The Table Browser landing page is accessible from either the UCSC Genome Browser home
page or the Tools pull-down menu. First, reset all user cart settings by clicking on the click here
link at the bottom of the Table Browser settings section.
Then, select the NCBI RefSeq track on the GRCh38 genome assembly (Figure 4.12a). Create
a filter to limit the search to curated mRNA reference sequences in the NM_ accession series
(Box 1.2; Figure 4.12b).
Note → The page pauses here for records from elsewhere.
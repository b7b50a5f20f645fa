//! The table engine: offset index construction and the five record
//! operations (read, insert, update, delete, enumerate), laid directly over
//! one [`ByteStream`].
//!
//! All state that must be mutated together (the stream and its index) lives
//! behind one internal [`Mutex`], so [`TableEngine`] exposes `&self`
//! methods and is safe to share behind the database facade's per-table
//! locks. Concurrent callers on the *same* table still serialize on this
//! mutex — the underlying stream's seek-then-read protocol has no safe
//! positioned-read primitive to parallelize reads around, so serializing is
//! the honest choice rather than a false promise of concurrent throughput.

mod placement;
mod slot;

use std::collections::HashMap;
use std::io::{self, Seek, SeekFrom, Write};
use std::sync::Mutex;

use crate::error::StoreError;
use crate::stream::ByteStream;

use placement::{offset_to_fit, Placement};
use slot::{extract_id, is_tombstone, read_slot, tombstone_slot};

struct EngineState {
    stream: Box<dyn ByteStream>,
    index: HashMap<u64, u64>,
}

/// Logs an I/O failure at the point it's converted to a typed error, since
/// this is the last place that still has the failing operation's context;
/// the error itself carries nothing past this point but its `Display`.
fn log_io(table: &str, op: &str, err: io::Error) -> StoreError {
    tracing::error!(table, op, error = %err, "I/O operation failed");
    StoreError::from(err)
}

/// A single table: one byte stream plus the in-memory offset index built
/// from it.
pub struct TableEngine {
    name: String,
    inner: Mutex<EngineState>,
}

impl std::fmt::Debug for TableEngine {
    fn fmt(&self, f: &mut std::fmt::Formatter<'_>) -> std::fmt::Result {
        f.debug_struct("TableEngine").field("name", &self.name).finish()
    }
}

impl TableEngine {
    /// Opens a table over `stream`, scanning it from byte 0 to rebuild the
    /// offset index. Duplicate live ids are resolved last-occurrence-wins.
    pub fn open(name: impl Into<String>, mut stream: Box<dyn ByteStream>) -> Result<Self, StoreError> {
        let name = name.into();
        let index = build_index(&name, stream.as_mut())?;
        Ok(Self {
            name,
            inner: Mutex::new(EngineState { stream, index }),
        })
    }

    fn state(&self) -> Result<std::sync::MutexGuard<'_, EngineState>, StoreError> {
        self.inner.lock().map_err(|_| StoreError::LockPoisoned {
            table: self.name.clone(),
        })
    }

    fn no_record(&self, id: u64) -> StoreError {
        StoreError::NoRecord {
            table: self.name.clone(),
            id,
        }
    }

    /// Returns a fresh copy of the record stored under `id`.
    pub fn read_rec(&self, id: u64) -> Result<Vec<u8>, StoreError> {
        let mut state = self.state()?;
        let offset = *state.index.get(&id).ok_or_else(|| self.no_record(id))?;
        state
            .stream
            .seek(SeekFrom::Start(offset))
            .map_err(|e| log_io(&self.name, "seek", e))?;
        let slot = read_slot(state.stream.as_mut())
            .map_err(|e| log_io(&self.name, "read_slot", e))?
            .ok_or_else(|| StoreError::FormatError {
                table: self.name.clone(),
                reason: format!("indexed record {id} at offset {offset} is missing from the stream"),
            })?;
        Ok(slot)
    }

    /// Inserts a brand-new record. `bytes` is the JSON payload without its
    /// terminating newline.
    pub fn insert_rec(&self, id: u64, bytes: &[u8]) -> Result<(), StoreError> {
        let mut state = self.state()?;
        if state.index.contains_key(&id) {
            return Err(StoreError::IdExists {
                table: self.name.clone(),
                id,
            });
        }
        let offset = offset_for_writing(&self.name, state.stream.as_mut(), bytes.len())?;
        write_rec(&self.name, state.stream.as_mut(), offset, bytes)?;
        state.index.insert(id, offset);
        tracing::debug!(table = %self.name, id, offset, "inserted record");
        Ok(())
    }

    /// Replaces the record stored under `id` with `bytes`, shrinking,
    /// overwriting in place, or relocating depending on how the new payload
    /// compares in size to the old one.
    pub fn update_rec(&self, id: u64, bytes: &[u8]) -> Result<(), StoreError> {
        let mut state = self.state()?;
        let old_offset = *state.index.get(&id).ok_or_else(|| self.no_record(id))?;

        state
            .stream
            .seek(SeekFrom::Start(old_offset))
            .map_err(|e| log_io(&self.name, "seek", e))?;
        let old_slot = read_slot(state.stream.as_mut())
            .map_err(|e| log_io(&self.name, "read_slot", e))?
            .ok_or_else(|| StoreError::FormatError {
                table: self.name.clone(),
                reason: format!("indexed record {id} at offset {old_offset} is missing from the stream"),
            })?;
        let old_len = old_slot.len() as i64;
        let new_len = bytes.len() as i64;
        let diff = old_len - (new_len + 1);

        if diff > 0 {
            let diff = diff as u64;
            let mut payload = Vec::with_capacity(bytes.len() + 1 + diff as usize);
            payload.extend_from_slice(bytes);
            payload.push(b'\n');
            payload.extend(tombstone_slot(diff));
            write_raw(&self.name, state.stream.as_mut(), old_offset, &payload)?;
        } else if diff == 0 {
            write_rec(&self.name, state.stream.as_mut(), old_offset, bytes)?;
        } else {
            let new_offset = offset_for_writing(&self.name, state.stream.as_mut(), bytes.len())?;
            write_rec(&self.name, state.stream.as_mut(), new_offset, bytes)?;
            write_raw(
                &self.name,
                state.stream.as_mut(),
                old_offset,
                &tombstone_slot(old_len as u64),
            )?;
            state.index.insert(id, new_offset);
        }
        tracing::debug!(table = %self.name, id, "updated record");
        Ok(())
    }

    /// Tombstones the slot stored under `id` and removes it from the index.
    pub fn delete_rec(&self, id: u64) -> Result<(), StoreError> {
        let mut state = self.state()?;
        let offset = *state.index.get(&id).ok_or_else(|| self.no_record(id))?;
        state
            .stream
            .seek(SeekFrom::Start(offset))
            .map_err(|e| log_io(&self.name, "seek", e))?;
        let slot = read_slot(state.stream.as_mut())
            .map_err(|e| log_io(&self.name, "read_slot", e))?
            .ok_or_else(|| StoreError::FormatError {
                table: self.name.clone(),
                reason: format!("indexed record {id} at offset {offset} is missing from the stream"),
            })?;
        write_raw(
            &self.name,
            state.stream.as_mut(),
            offset,
            &tombstone_slot(slot.len() as u64),
        )?;
        state.index.remove(&id);
        tracing::debug!(table = %self.name, id, "deleted record");
        Ok(())
    }

    /// The largest id currently present in the index, or 0 if the table is
    /// empty.
    pub fn last_id(&self) -> Result<u64, StoreError> {
        Ok(self.state()?.index.keys().copied().max().unwrap_or(0))
    }

    /// All ids currently present in the index, in unspecified order.
    pub fn ids(&self) -> Result<Vec<u64>, StoreError> {
        Ok(self.state()?.index.keys().copied().collect())
    }

    /// Closes the backing stream and drops the index. Calls after this
    /// return [`StoreError::NoRecord`] for by-id operations, since the
    /// index they consult is now empty.
    pub fn close(&self) -> Result<(), StoreError> {
        let mut state = self.state()?;
        state.stream.close().map_err(|e| log_io(&self.name, "close", e))?;
        state.index.clear();
        Ok(())
    }
}

fn build_index(table: &str, stream: &mut dyn ByteStream) -> Result<HashMap<u64, u64>, StoreError> {
    stream
        .seek(SeekFrom::Start(0))
        .map_err(|e| log_io(table, "seek", e))?;
    let mut index = HashMap::new();
    let mut offset: u64 = 0;
    loop {
        let current_offset = offset;
        match read_slot(stream).map_err(|e| log_io(table, "read_slot", e))? {
            None => break,
            Some(slot) => {
                offset += slot.len() as u64;
                if is_tombstone(&slot) {
                    tracing::trace!(table, offset = current_offset, len = slot.len(), "skipped tombstone slot");
                    continue;
                }
                let id = extract_id(table, &slot)?;
                tracing::trace!(table, offset = current_offset, len = slot.len(), id, "indexed live slot");
                if let Some(prev) = index.insert(id, current_offset) {
                    tracing::warn!(
                        table,
                        id,
                        prev_offset = prev,
                        new_offset = current_offset,
                        "duplicate id while building index; last occurrence wins"
                    );
                }
            }
        }
    }
    Ok(index)
}

fn offset_for_writing(table: &str, stream: &mut dyn ByteStream, needed: usize) -> Result<u64, StoreError> {
    match offset_to_fit(stream, needed).map_err(|e| log_io(table, "offset_to_fit", e))? {
        Placement::Fit(offset) => Ok(offset),
        Placement::Append => Ok(stream
            .seek(SeekFrom::End(0))
            .map_err(|e| log_io(table, "seek", e))?),
    }
}

/// Writes `data` verbatim at `offset` and flushes.
fn write_raw(table: &str, stream: &mut dyn ByteStream, offset: u64, data: &[u8]) -> Result<(), StoreError> {
    stream
        .seek(SeekFrom::Start(offset))
        .map_err(|e| log_io(table, "seek", e))?;
    stream
        .write_all(data)
        .map_err(|e| log_io(table, "write_all", e))?;
    stream.sync().map_err(|e| log_io(table, "sync", e))?;
    Ok(())
}

/// Writes `bytes` followed by a newline at `offset` and flushes.
fn write_rec(table: &str, stream: &mut dyn ByteStream, offset: u64, bytes: &[u8]) -> Result<(), StoreError> {
    let mut data = Vec::with_capacity(bytes.len() + 1);
    data.extend_from_slice(bytes);
    data.push(b'\n');
    write_raw(table, stream, offset, &data)
}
Next, intersect the RefSeq track with variants from the GWAS Catalog
(Figure 4.12c). Finally, on the Table Browser form, change the output format to hyperlinks to
Genome Browser, then click get output. The output is a list of 3000+ RefSeq mRNAs that overlap
with a variant from the GWAS Catalog (Figure 4.12d). The Genome Browser view of one of the
transcripts, from the gene arginine–glutamic acid dipeptide (RE) repeats (RERE), and the six
SNPs from the GWAS Catalog that it overlaps, can be found by clicking on the first link in the
results list and is shown in Figure 4.12e.